### What the task asks
This task calls for copying every line of the records that includes the word "payloads".

◆ ◆ ◆ ◆

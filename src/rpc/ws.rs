// WebSocket - JSON-RPC client with request correlation and subscription routing
//
// One background task owns the socket. Callers talk to it over a command
// channel; responses are matched by request id, notifications by subscription id.
// A subscription's route is registered by the task itself when the subscribe
// response arrives, so no notification can overtake its registration.

use super::types::{IncomingMessage, JsonRpcRequest, SubscriptionId};
use super::RpcError;
use futures::{SinkExt, StreamExt};
use serde::de::DeserializeOwned;
use serde_json::Value;
use std::collections::HashMap;
use std::sync::atomic::{AtomicU64, AtomicUsize, Ordering};
use std::sync::Arc;
use std::time::Duration;
use tokio::sync::{mpsc, oneshot};
use tokio_tungstenite::tungstenite::Message;
use tracing::{debug, trace, warn};

type CallReply = oneshot::Sender<Result<Value, RpcError>>;
type SubscribeReply = oneshot::Sender<Result<(SubscriptionId, mpsc::UnboundedReceiver<Value>), RpcError>>;

enum Pending {
    Call(CallReply),
    Subscribe {
        reply: SubscribeReply,
        unsubscribe_method: String,
    },
}

enum Command {
    Request { id: u64, payload: String, pending: Pending },
    /// The caller stopped waiting for this request
    Cancel(u64),
    Unregister(SubscriptionId),
    Close,
}

/// State shared between the client handles and the connection task
struct Shared {
    request_id: AtomicU64,
    in_flight: AtomicUsize,
}

impl Shared {
    fn next_id(&self) -> u64 {
        self.request_id.fetch_add(1, Ordering::SeqCst)
    }
}

struct Inner {
    url: String,
    commands: mpsc::UnboundedSender<Command>,
    shared: Arc<Shared>,
    request_timeout: Duration,
}

impl Inner {
    fn send(&self, method: &str, params: Value, pending: Pending) -> Result<u64, RpcError> {
        let id = self.shared.next_id();
        let payload = serde_json::to_string(&JsonRpcRequest::new(id, method, params))?;
        trace!(id, method, "rpc request");
        self.commands
            .send(Command::Request { id, payload, pending })
            .map_err(|_| RpcError::ConnectionClosed)?;
        Ok(id)
    }

    /// One call bounded by the request timeout
    async fn call(&self, method: &str, params: Value) -> Result<Value, RpcError> {
        let (tx, rx) = oneshot::channel();
        let id = self.send(method, params, Pending::Call(tx))?;
        let mut in_flight = InFlight { inner: self, id, settled: false };

        let Ok(received) = tokio::time::timeout(self.request_timeout, rx).await else {
            return Err(RpcError::Timeout { method: method.to_string(), timeout: self.request_timeout });
        };
        in_flight.settled = true;
        match received {
            Err(_) => Err(RpcError::ConnectionClosed),
            Ok(result) => result,
        }
    }
}

/// Withdraws a call from the connection task when its caller stops waiting,
/// whether through the request timeout or an outer cancellation.
struct InFlight<'a> {
    inner: &'a Inner,
    id: u64,
    settled: bool,
}

impl Drop for InFlight<'_> {
    fn drop(&mut self) {
        if !self.settled {
            let _ = self.inner.commands.send(Command::Cancel(self.id));
        }
    }
}

/// JSON-RPC client over a single WebSocket connection
#[derive(Clone)]
pub struct WsClient {
    inner: Arc<Inner>,
}

impl WsClient {
    /// Open the socket and spawn the connection task (single attempt)
    pub async fn connect(url: &str, request_timeout: Duration) -> Result<Self, RpcError> {
        let (stream, _) = tokio_tungstenite::connect_async(url)
            .await
            .map_err(|e| RpcError::Connect { url: url.to_string(), reason: e.to_string() })?;

        let (commands, command_rx) = mpsc::unbounded_channel();
        let shared = Arc::new(Shared {
            request_id: AtomicU64::new(1),
            in_flight: AtomicUsize::new(0),
        });
        tokio::spawn(connection_task(stream, command_rx, Arc::clone(&shared), url.to_string()));

        debug!(url, "WebSocket connected");
        Ok(Self {
            inner: Arc::new(Inner {
                url: url.to_string(),
                commands,
                shared,
                request_timeout,
            }),
        })
    }

    pub fn url(&self) -> &str {
        &self.inner.url
    }

    pub fn request_timeout(&self) -> Duration {
        self.inner.request_timeout
    }

    /// False once the connection task has stopped
    pub fn is_connected(&self) -> bool {
        !self.inner.commands.is_closed()
    }

    /// Requests sent and still awaiting a response
    pub fn in_flight(&self) -> usize {
        self.inner.shared.in_flight.load(Ordering::SeqCst)
    }

    /// Make a JSON-RPC call and deserialize the result
    pub async fn request<T: DeserializeOwned>(&self, method: &str, params: Value) -> Result<T, RpcError> {
        let value = self.request_raw(method, params).await?;
        serde_json::from_value(value)
            .map_err(|e| RpcError::Parse(format!("{} result: {}", method, e)))
    }

    /// Make a JSON-RPC call returning the raw result; error payloads are surfaced unchanged
    pub async fn request_raw(&self, method: &str, params: Value) -> Result<Value, RpcError> {
        self.inner.call(method, params).await
    }

    /// Start a subscription; notifications are delivered in arrival order.
    /// A reply that arrives after the caller gave up is unsubscribed by the
    /// connection task, so the pending entry stays until the node answers.
    pub async fn subscribe(
        &self,
        subscribe_method: &str,
        params: Value,
        unsubscribe_method: &str,
    ) -> Result<Subscription, RpcError> {
        let (tx, rx) = oneshot::channel();
        let pending = Pending::Subscribe {
            reply: tx,
            unsubscribe_method: unsubscribe_method.to_string(),
        };
        self.inner.send(subscribe_method, params, pending)?;

        let (id, receiver) = match tokio::time::timeout(self.inner.request_timeout, rx).await {
            Err(_) => {
                return Err(RpcError::Timeout {
                    method: subscribe_method.to_string(),
                    timeout: self.inner.request_timeout,
                })
            }
            Ok(Err(_)) => return Err(RpcError::ConnectionClosed),
            Ok(Ok(result)) => result?,
        };

        debug!(method = subscribe_method, subscription = %id, "subscribed");
        Ok(Subscription {
            id,
            receiver,
            unsubscribe_method: unsubscribe_method.to_string(),
            inner: Arc::clone(&self.inner),
            active: true,
        })
    }

    /// Close the socket; pending requests fail with `ConnectionClosed`
    pub fn close(&self) {
        let _ = self.inner.commands.send(Command::Close);
    }
}

/// Stream of notification payloads for one subscription
pub struct Subscription {
    id: SubscriptionId,
    receiver: mpsc::UnboundedReceiver<Value>,
    unsubscribe_method: String,
    inner: Arc<Inner>,
    active: bool,
}

impl Subscription {
    pub fn id(&self) -> &SubscriptionId {
        &self.id
    }

    /// Next raw notification; None when the connection closed
    pub async fn next(&mut self) -> Option<Value> {
        self.receiver.recv().await
    }

    /// Next notification deserialized into `T`
    pub async fn next_item<T: DeserializeOwned>(&mut self) -> Option<Result<T, RpcError>> {
        let value = self.receiver.recv().await?;
        Some(serde_json::from_value(value).map_err(|e| RpcError::Parse(e.to_string())))
    }

    /// Release the subscription on the node and stop routing its notifications
    pub async fn unsubscribe(mut self) -> Result<(), RpcError> {
        self.active = false;
        let _ = self.inner.commands.send(Command::Unregister(self.id.clone()));
        self.inner
            .call(&self.unsubscribe_method, Value::Array(vec![self.id.to_value()]))
            .await
            .map(|_| ())
    }
}

impl Drop for Subscription {
    fn drop(&mut self) {
        if !self.active {
            return;
        }
        let _ = self.inner.commands.send(Command::Unregister(self.id.clone()));

        // Fire and forget; nobody waits for the reply
        let (tx, _rx) = oneshot::channel();
        let _ = self.inner.send(&self.unsubscribe_method, Value::Array(vec![self.id.to_value()]), Pending::Call(tx));
    }
}

// =============================================================================
// CONNECTION TASK
// =============================================================================

async fn connection_task<S>(
    stream: S,
    mut commands: mpsc::UnboundedReceiver<Command>,
    shared: Arc<Shared>,
    url: String,
) where
    S: futures::Stream<Item = Result<Message, tokio_tungstenite::tungstenite::Error>>
        + futures::Sink<Message, Error = tokio_tungstenite::tungstenite::Error>
        + Unpin
        + Send
        + 'static,
{
    let (mut sink, mut source) = stream.split();
    let mut pending: HashMap<u64, Pending> = HashMap::new();
    let mut subscriptions: HashMap<SubscriptionId, mpsc::UnboundedSender<Value>> = HashMap::new();

    loop {
        tokio::select! {
            command = commands.recv() => match command {
                Some(Command::Request { id, payload, pending: entry }) => {
                    if let Err(e) = sink.send(Message::Text(payload.into())).await {
                        fail(entry, RpcError::Transport(e.to_string()));
                        break;
                    }
                    pending.insert(id, entry);
                }
                Some(Command::Cancel(id)) => {
                    // Subscribe entries stay so a late reply can be released
                    if matches!(pending.get(&id), Some(Pending::Call(_))) {
                        pending.remove(&id);
                        trace!(id, "Request abandoned");
                    }
                }
                Some(Command::Unregister(id)) => {
                    subscriptions.remove(&id);
                }
                Some(Command::Close) | None => {
                    let _ = sink.send(Message::Close(None)).await;
                    break;
                }
            },

            message = source.next() => {
                let orphan = match message {
                    Some(Ok(Message::Text(text))) => {
                        route(text.as_str().as_bytes(), &mut pending, &mut subscriptions)
                    }
                    Some(Ok(Message::Binary(bytes))) => route(&bytes, &mut pending, &mut subscriptions),
                    Some(Ok(Message::Close(_))) | None => {
                        debug!(url = %url, "WebSocket closed by peer");
                        break;
                    }
                    Some(Ok(_)) => None,
                    Some(Err(e)) => {
                        warn!(url = %url, error = %e, "WebSocket error");
                        break;
                    }
                };

                if let Some(Orphan { subscription, unsubscribe_method }) = orphan {
                    let id = shared.next_id();
                    let request = JsonRpcRequest::new(id, &unsubscribe_method, Value::Array(vec![subscription.to_value()]));
                    match serde_json::to_string(&request) {
                        Ok(payload) => {
                            debug!(subscription = %subscription, "Releasing subscription nobody waited for");
                            if let Err(e) = sink.send(Message::Text(payload.into())).await {
                                warn!(url = %url, error = %e, "WebSocket error");
                                break;
                            }
                        }
                        Err(e) => warn!(error = %e, "Could not encode unsubscribe request"),
                    }
                }
            },
        }

        shared.in_flight.store(pending.len(), Ordering::SeqCst);
    }

    for (_, entry) in pending.drain() {
        fail(entry, RpcError::ConnectionClosed);
    }
    shared.in_flight.store(0, Ordering::SeqCst);
    // Dropping the senders ends every open subscription stream
    subscriptions.clear();
}

/// A subscription the node opened after its caller stopped waiting
struct Orphan {
    subscription: SubscriptionId,
    unsubscribe_method: String,
}

fn route(
    bytes: &[u8],
    pending: &mut HashMap<u64, Pending>,
    subscriptions: &mut HashMap<SubscriptionId, mpsc::UnboundedSender<Value>>,
) -> Option<Orphan> {
    let message: IncomingMessage = match serde_json::from_slice(bytes) {
        Ok(m) => m,
        Err(e) => {
            warn!(error = %e, "Unparseable message from node");
            return None;
        }
    };

    match message {
        IncomingMessage::Response(response) => {
            let Some(entry) = pending.remove(&response.id) else {
                trace!(id = response.id, "Response for unknown request");
                return None;
            };
            let result = response.into_result().map_err(RpcError::Call);
            match entry {
                Pending::Call(reply) => {
                    let _ = reply.send(result);
                    None
                }
                Pending::Subscribe { reply, unsubscribe_method } => {
                    let outcome = result.and_then(|value| {
                        SubscriptionId::from_value(&value)
                            .ok_or_else(|| RpcError::Parse(format!("invalid subscription id: {}", value)))
                    });
                    match outcome {
                        Ok(id) => {
                            let (tx, rx) = mpsc::unbounded_channel();
                            subscriptions.insert(id.clone(), tx);
                            if reply.send(Ok((id.clone(), rx))).is_err() {
                                subscriptions.remove(&id);
                                return Some(Orphan { subscription: id, unsubscribe_method });
                            }
                            None
                        }
                        Err(e) => {
                            let _ = reply.send(Err(e));
                            None
                        }
                    }
                }
            }
        }
        IncomingMessage::Notification(notification) => {
            let id = notification.params.subscription;
            match subscriptions.get(&id) {
                Some(tx) => {
                    if tx.send(notification.params.result).is_err() {
                        subscriptions.remove(&id);
                    }
                }
                None => trace!(subscription = %id, "Notification for unknown subscription"),
            }
            None
        }
    }
}

fn fail(entry: Pending, error: RpcError) {
    match entry {
        Pending::Call(reply) => {
            let _ = reply.send(Err(error));
        }
        Pending::Subscribe { reply, .. } => {
            let _ = reply.send(Err(error));
        }
    }
}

◆ ◆ ◆ ◆

### Solution to this task
    /// Make a JSON-RPC call returning the raw result; error payloads are surfaced unchanged
/// Stream of notification payloads for one subscription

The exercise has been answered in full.